What is Autism?

What is Autism… in plain language?

Though current research has opened our understanding of Autism, there still seems to be a lot of mystery about the condition.

You might ask this question to 10 people, and you will likely find you get 10 different answers. Though current research has opened our understanding of Autism, there still seems to be a lot of mystery about the condition.

As a novice Speech Pathology clinician, I also would not have been able to answer this question with much confidence. I have since developed my understanding, and I’m going to have a go at explaining it to you here.

In biological terms, Autism is a neurological condition. Researchers such as Nancy Minshew have been instrumental in developing the ‘Underconnectivity Hypothesis’ which is supported by a large body of biological evidence. What we know from their work is that in Autism, certain parts of the brain are less connected than what we see in neuro-typical brains, while other parts are more connected.

This is great, but it might not mean much to many parents of children with Autism, who are trying to connect with their child with Autism.

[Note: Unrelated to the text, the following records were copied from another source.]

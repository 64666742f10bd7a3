//! Parsing of lines typed at the prompt.
//!
//! Lines starting with `/` are commands; anything else is chat text for the
//! current room.

use crate::error::CommandError;

pub const HELP: &str = "\
/join <room>              join a room and make it current
/leave <room>             leave a room
/room <room>              switch the current room
/rooms                    list joined rooms
/history <room> [since]   fetch messages after a sequence number
/members <room>           list connections in a room
/presence <room>          show who is online in a room
/quit                     exit";

#[derive(Debug, Clone, PartialEq, Eq)]
pub enum Command {
    Join(String),
    Leave(String),
    Switch(String),
    Rooms,
    History { room: String, since: u64 },
    Members(String),
    Presence(String),
    Help,
    Quit,
    Say(String),
}

pub fn parse_command(line: &str) -> Result<Command, CommandError> {
    let line = line.trim();
    let Some(rest) = line.strip_prefix('/') else {
        return Ok(Command::Say(line.to_string()));
    };

    let mut words = rest.split_whitespace();
    let name = words.next().unwrap_or_default();
    let room = words.next().map(str::to_string);

    match name {
        "join" => room.map(Command::Join).ok_or(CommandError::Usage("/join <room>")),
        "leave" => room
            .map(Command::Leave)
            .ok_or(CommandError::Usage("/leave <room>")),
        "room" => room
            .map(Command::Switch)
            .ok_or(CommandError::Usage("/room <room>")),
        "rooms" => Ok(Command::Rooms),
        "history" => {
            let room = room.ok_or(CommandError::Usage("/history <room> [since]"))?;
            let since = match words.next() {
                Some(word) => word
                    .parse::<u64>()
                    .map_err(|_| CommandError::InvalidSequence(word.to_string()))?,
                None => 0,
            };
            Ok(Command::History { room, since })
        }
        "members" => room
            .map(Command::Members)
            .ok_or(CommandError::Usage("/members <room>")),
        "presence" => room
            .map(Command::Presence)
            .ok_or(CommandError::Usage("/presence <room>")),
        "help" => Ok(Command::Help),
        "quit" | "exit" => Ok(Command::Quit),
        other => Err(CommandError::UnknownCommand(other.to_string())),
    }
}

The best explanation of what Autism is that I have found (just my opinion), is by Dr Gutstein, Psychologist and co-founder of RDI® Connect. Dr Gutstein explains Autism as a product of a child’s lack of benefit from the natural guiding relationship with their parents/primary caregiver. In typical development, a child uses thousands of back-and-forth interactions with their parents to learn something called ‘dynamic thinking’ – which is the processes we use to cope with an uncertain and ever changing world; things like seeing problems, looking back to our past to find a best-fit solution, thinking ahead to decide if this solution will work, taking the perspectives of others around us, appraising what is “good enough”, and more of these types of ‘grey area’ thinking processes.

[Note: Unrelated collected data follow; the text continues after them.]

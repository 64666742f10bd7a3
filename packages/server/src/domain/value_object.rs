//! Value objects.
//!
//! 識別子とシーケンス番号を型で区別し、生の String / u64 の取り違えを防ぎます。

use std::fmt;

use serde::{Deserialize, Serialize};
use uuid::Uuid;

use super::error::ValidationError;

const MAX_ID_LENGTH: usize = 64;

/// Validate an identifier: non-empty, bounded, `[A-Za-z0-9_.:-]` only.
fn validate_identifier(field: &'static str, value: &str) -> Result<(), ValidationError> {
    if value.is_empty() {
        return Err(ValidationError::Empty(field));
    }
    if value.chars().count() > MAX_ID_LENGTH {
        return Err(ValidationError::TooLong {
            field,
            max: MAX_ID_LENGTH,
        });
    }
    if let Some(ch) = value
        .chars()
        .find(|c| !(c.is_ascii_alphanumeric() || matches!(c, '_' | '-' | '.' | ':')))
    {
        return Err(ValidationError::InvalidCharacter { field, ch });
    }
    Ok(())
}

/// Opaque connection identifier, unique for the lifetime of one link
#[derive(Debug, Clone, Copy, PartialEq, Eq, Hash, PartialOrd, Ord, Serialize, Deserialize)]
pub struct ConnectionId(Uuid);

impl ConnectionId {
    pub fn generate() -> Self {
        Self(Uuid::new_v4())
    }
}

impl fmt::Display for ConnectionId {
    fn fmt(&self, f: &mut fmt::Formatter<'_>) -> fmt::Result {
        self.0.fmt(f)
    }
}

/// Stable user identity resolved at connect time
#[derive(Debug, Clone, PartialEq, Eq, Hash, PartialOrd, Ord, Serialize, Deserialize)]
#[serde(try_from = "String", into = "String")]
pub struct UserId(String);

impl UserId {
    pub fn new(value: String) -> Result<Self, ValidationError> {
        validate_identifier("user_id", &value)?;
        Ok(Self(value))
    }

    pub fn as_str(&self) -> &str {
        &self.0
    }

    pub fn into_string(self) -> String {
        self.0
    }
}

impl TryFrom<String> for UserId {
    type Error = ValidationError;

    fn try_from(value: String) -> Result<Self, Self::Error> {
        Self::new(value)
    }
}

impl From<UserId> for String {
    fn from(value: UserId) -> Self {
        value.0
    }
}

impl fmt::Display for UserId {
    fn fmt(&self, f: &mut fmt::Formatter<'_>) -> fmt::Result {
        f.write_str(&self.0)
    }
}

/// Room (channel) name
#[derive(Debug, Clone, PartialEq, Eq, Hash, PartialOrd, Ord, Serialize, Deserialize)]
#[serde(try_from = "String", into = "String")]
pub struct RoomId(String);

impl RoomId {
    pub fn new(value: String) -> Result<Self, ValidationError> {
        validate_identifier("room_id", &value)?;
        Ok(Self(value))
    }

    pub fn as_str(&self) -> &str {
        &self.0
    }

    pub fn into_string(self) -> String {
        self.0
    }
}

impl TryFrom<String> for RoomId {
    type Error = ValidationError;

    fn try_from(value: String) -> Result<Self, Self::Error> {
        Self::new(value)
    }
}

impl From<RoomId> for String {
    fn from(value: RoomId) -> Self {
        value.0
    }
}

impl fmt::Display for RoomId {
    fn fmt(&self, f: &mut fmt::Formatter<'_>) -> fmt::Result {
        f.write_str(&self.0)
    }
}

/// Per-room message sequence number.
///
/// `Sequence::ZERO` means "nothing published yet"; the first message is 1.
#[derive(
    Debug, Clone, Copy, Default, PartialEq, Eq, Hash, PartialOrd, Ord, Serialize, Deserialize,
)]
pub struct Sequence(u64);

impl Sequence {
    pub const ZERO: Sequence = Sequence(0);

    pub fn new(value: u64) -> Self {
        Self(value)
    }

    pub fn value(&self) -> u64 {
        self.0
    }

    /// The following sequence, saturating at `u64::MAX`
    pub fn next(&self) -> Self {
        Self(self.0.saturating_add(1))
    }

    pub fn checked_next(&self) -> Option<Self> {
        self.0.checked_add(1).map(Self)
    }
}

impl fmt::Display for Sequence {
    fn fmt(&self, f: &mut fmt::Formatter<'_>) -> fmt::Result {
        self.0.fmt(f)
    }
}

/// Unix timestamp in milliseconds
#[derive(Debug, Clone, Copy, PartialEq, Eq, PartialOrd, Ord, Serialize, Deserialize)]
pub struct Timestamp(i64);

impl Timestamp {
    pub fn new(millis: i64) -> Self {
        Self(millis)
    }

    pub fn value(&self) -> i64 {
        self.0
    }
}

#[cfg(test)]
mod tests {
    use super::*;

    #[test]
    fn test_room_id_accepts_typical_names() {
        // テスト項目: 一般的なルーム名が受け入れられる
        // given (前提条件):
        let names = ["lobby", "team-42", "org.acme:general", "R1"];

        // when (操作):
        let results: Vec<_> = names
            .iter()
            .map(|n| RoomId::new(n.to_string()))
            .collect();

        // then (期待する結果):
        assert!(results.iter().all(|r| r.is_ok()));
    }

    #[test]
    fn test_room_id_rejects_empty() {
        // テスト項目: 空文字列のルーム名はエラーになる
        // given (前提条件):
        let name = String::new();

        // when (操作):
        let result = RoomId::new(name);

        // then (期待する結果):
        assert_eq!(result, Err(ValidationError::Empty("room_id")));
    }

    #[test]
    fn test_user_id_rejects_whitespace() {
        // テスト項目: 空白を含むユーザー ID はエラーになる
        // given (前提条件):
        let name = "alice smith".to_string();

        // when (操作):
        let result = UserId::new(name);

        // then (期待する結果):
        assert_eq!(
            result,
            Err(ValidationError::InvalidCharacter {
                field: "user_id",
                ch: ' '
            })
        );
    }

    #[test]
    fn test_user_id_rejects_too_long() {
        // テスト項目: 長すぎるユーザー ID はエラーになる
        // given (前提条件):
        let name = "a".repeat(MAX_ID_LENGTH + 1);

        // when (操作):
        let result = UserId::new(name);

        // then (期待する結果):
        assert!(matches!(result, Err(ValidationError::TooLong { .. })));
    }

    #[test]
    fn test_sequence_next_increments() {
        // テスト項目: Sequence::next は 1 増やした値を返す
        // given (前提条件):
        let seq = Sequence::ZERO;

        // when (操作):
        let next = seq.next().next();

        // then (期待する結果):
        assert_eq!(next.value(), 2);
    }

    #[test]
    fn test_sequence_next_at_max() {
        // テスト項目: u64::MAX の次は checked_next では None、next では飽和する
        // given (前提条件):
        let seq = Sequence::new(u64::MAX);

        // when (操作):
        let checked = seq.checked_next();
        let saturated = seq.next();

        // then (期待する結果):
        assert_eq!(checked, None);
        assert_eq!(saturated, seq);
    }

    #[test]
    fn test_connection_ids_are_unique() {
        // テスト項目: 生成される ConnectionId は重複しない
        // given (前提条件):
        let a = ConnectionId::generate();

        // when (操作):
        let b = ConnectionId::generate();

        // then (期待する結果):
        assert_ne!(a, b);
    }
}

While Autism is different for each person, one thing that is common across the spectrum is this difficulty with dynamic thinking. It is dynamic thinking that allows children to grow into competent adults who can exercise their own agency, reflect on their experiences, connect with others, and lead happy and fulfilling lives. To me, this explanation of what Autism is makes sense in a way I can relate to on a personal level. It also makes sense that in order to help overcome some the limitations of Autism, we could help to develop dynamic thinking.